Araştırmacılar, ksenogenik insan hücreleri içeren biyoreaktörlerin implante edilmesinin domuzlarda bir bağışıklık reaksiyonuna yol açıp açmadığını değerlendirdi. 13 yaygın inflamatuar biyobelirtecin incelenmesi, postoperatif inflamasyona bağlı olarak beklendiği gibi implantasyondan iki gün sonra bazı sitokinlerde bir artış olduğunu ortaya çıkardı. Ancak implantasyondan yedi gün sonra, tüm sitokin seviyeleri minimal inflamasyon durumuna düştü. Bu bulgu, bağışıklığı yeterli bir alıcıya sahip tipik bir ksenograft modelinde beklenen güçlü yanıtın tersidir.

Üç ya da yedi gün sonra araştırmacılar değerlendirme için biyoreaktörleri hayvanlardan çıkardılar.
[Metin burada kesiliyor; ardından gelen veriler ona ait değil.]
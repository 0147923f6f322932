use springview_model::{Graph, GraphIndex};
use std::collections::{HashMap, HashSet};

/// Builds the directed graph structure behind a parsed description.
/// Ids are the union of declared vertices and edge endpoints, so an edge
/// can introduce nodes the file never declared. Links are deduplicated:
/// a repeated edge in the sequence is a single connection here.
pub fn index_graph(graph: &Graph) -> GraphIndex {
    let mut id_set: HashSet<&str> = graph.vertices.iter().map(String::as_str).collect();
    for edge in &graph.edges {
        id_set.insert(edge.from.as_str());
        id_set.insert(edge.to.as_str());
    }

    let mut ids: Vec<String> = id_set.into_iter().map(str::to_string).collect();
    ids.sort();

    let index_of: HashMap<&str, usize> = ids
        .iter()
        .enumerate()
        .map(|(index, id)| (id.as_str(), index))
        .collect();

    let mut seen: HashSet<(usize, usize)> = HashSet::new();
    let mut links: Vec<(usize, usize)> = Vec::new();
    for edge in &graph.edges {
        let pair = (index_of[edge.from.as_str()], index_of[edge.to.as_str()]);
        if seen.insert(pair) {
            links.push(pair);
        }
    }
    links.sort_unstable();

    GraphIndex { ids, links }
}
Eksplante edilen SNM'nin sağlam olduğunu, minimum düzeyde hücre ve protein bağlanmasına sahip olduğunu ve cihazda kan pıhtısı oluşmadığını buldular; bu, cihazın güvenliğini göstermede önemli bir adımdı. Ek olarak, kapsüllenmiş HREC hücreleri %90'dan fazla canlı kalmıştır; hücre ayrılmasına ve hücreler arası sıkı bağlantıların sürdürüldüğüne dair hiçbir kanıt yoktur.

Roy bir basın açıklamasında, "İşlevsel bir biyoreaktörün bağışıklık sistemini baskılayan ilaçlara ihtiyaç duymayacağını kanıtlamamız gerekiyordu ve bunu da yaptık" dedi. "Hiçbir komplikasyon yaşamadık ve artık insan ölçeğinde tüm böbrek fonksiyonları paneline ulaşarak yineleyebiliriz."